Which lines of the data include the string "crate"? List them all.

*** Opening of Dataset ***

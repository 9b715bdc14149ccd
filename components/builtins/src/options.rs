//! Agent configuration.

use serde::Deserialize;

/// Tunables for an [`Agent`](crate::Agent).
///
/// Every field has a default, so embedders can deserialize partial
/// configuration:
///
/// ```
/// use builtins::AgentOptions;
///
/// let options = AgentOptions::default();
/// assert_eq!(options.stack_trace_limit, None);
/// assert_eq!(options.script_name, None);
/// ```
#[derive(Debug, Clone, Default, PartialEq, Eq, Deserialize)]
#[serde(default)]
pub struct AgentOptions {
    /// Maximum number of frame lines in a rendered `stack`, `None` for no
    /// limit. The closing script line is not counted and always kept.
    pub stack_trace_limit: Option<usize>,
    /// Source name recorded for locations created by the agent
    pub script_name: Option<String>,
}

impl AgentOptions {
    /// Set the trace limit
    pub fn with_stack_trace_limit(mut self, limit: usize) -> Self {
        self.stack_trace_limit = Some(limit);
        self
    }

    /// Set the script name
    pub fn with_script_name(mut self, name: impl Into<String>) -> Self {
        self.script_name = Some(name.into());
        self
    }
}
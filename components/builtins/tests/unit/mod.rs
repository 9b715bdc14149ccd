//! Unit tests for the builtins component
//!
//! Exercises the reference host pieces through the public API.

mod test_agent;
mod test_intrinsics;
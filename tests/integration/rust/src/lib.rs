//! Integration test suite for Corten JavaScript Runtime
//!
//! This crate drives the Error built-ins the way an interpreter would:
//! entering and leaving user functions, tracking the executed position,
//! throwing and catching completions.

use std::collections::HashMap;

use builtins::{Agent, AgentOptions, CallFrame, ErrorKind, JsError, JsObject, Value};

/// Re-export components for test convenience
pub mod components {
    pub use builtins;
    pub use core_types;
}

/// A miniature script driver over an [`Agent`].
///
/// Function identities are stable per name, so a frame entered twice for
/// `"f"` refers to the same function object.
pub struct ScriptRunner {
    agent: Agent,
    functions: HashMap<String, JsObject>,
}

impl ScriptRunner {
    /// Create a runner whose locations belong to `script_name`
    pub fn new(script_name: &str) -> Result<Self, JsError> {
        let options = AgentOptions::default().with_script_name(script_name);
        Ok(ScriptRunner {
            agent: Agent::with_options(options)?,
            functions: HashMap::new(),
        })
    }

    /// The underlying agent
    pub fn agent(&mut self) -> &mut Agent {
        &mut self.agent
    }

    /// The function object declared as `name`
    pub fn function(&mut self, name: &str) -> JsObject {
        self.functions
            .entry(name.to_string())
            .or_insert_with(|| JsObject::function(None))
            .clone()
    }

    /// Execute a statement at `line:column`
    pub fn step(&mut self, line: u32, column: u32) {
        let location = self.agent.location(line, column);
        self.agent.execute_at(location);
    }

    /// Call user function `name` from `line:column`. The frame is left
    /// whether `body` completes normally or throws.
    pub fn call<R>(
        &mut self,
        name: &str,
        line: u32,
        column: u32,
        body: impl FnOnce(&mut Self) -> Result<R, JsError>,
    ) -> Result<R, JsError> {
        let function = self.function(name);
        let call_site = self.agent.location(line, column);
        self.agent.enter(CallFrame::new(Some(function), name, call_site.clone()));
        self.agent.execute_at(call_site);
        let result = body(self);
        self.agent.leave();
        result
    }

    /// `new <kind>(...args)` at `line:column`
    pub fn new_error(&mut self, kind: ErrorKind, args: &[Value], line: u32, column: u32) -> Result<JsObject, JsError> {
        let at = self.agent.location(line, column);
        Ok(self.agent.construct_from_script(kind, args, at)?)
    }

    /// `throw new <kind>(...args)` at `line:column`
    pub fn throw_new<R>(&mut self, kind: ErrorKind, args: &[Value], line: u32, column: u32) -> Result<R, JsError> {
        let error = self.new_error(kind, args, line, column)?;
        Err(JsError::thrown(Value::Object(error)))
    }

    /// The value a `catch` clause binds for `err`. Engine-raised errors
    /// are materialised as instances of their kind.
    pub fn catch(&mut self, err: JsError) -> Result<Value, JsError> {
        match err {
            JsError::Thrown(value) => Ok(value),
            JsError::Native { kind, message } => {
                let ctor = self.agent.error_constructor(kind);
                let error = ctor.construct(&mut self.agent, &[Value::string(message)])?;
                Ok(Value::Object(error))
            }
        }
    }
}

/// `{ cause: value }`
pub fn cause_options(value: Value) -> Value {
    let options = JsObject::ordinary(None);
    options.set("cause", value);
    Value::Object(options)
}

*** Close of Dataset ***

* _Task result_
/// Tunables for an [`Agent`](crate::Agent).
//! This crate drives the Error built-ins the way an interpreter would:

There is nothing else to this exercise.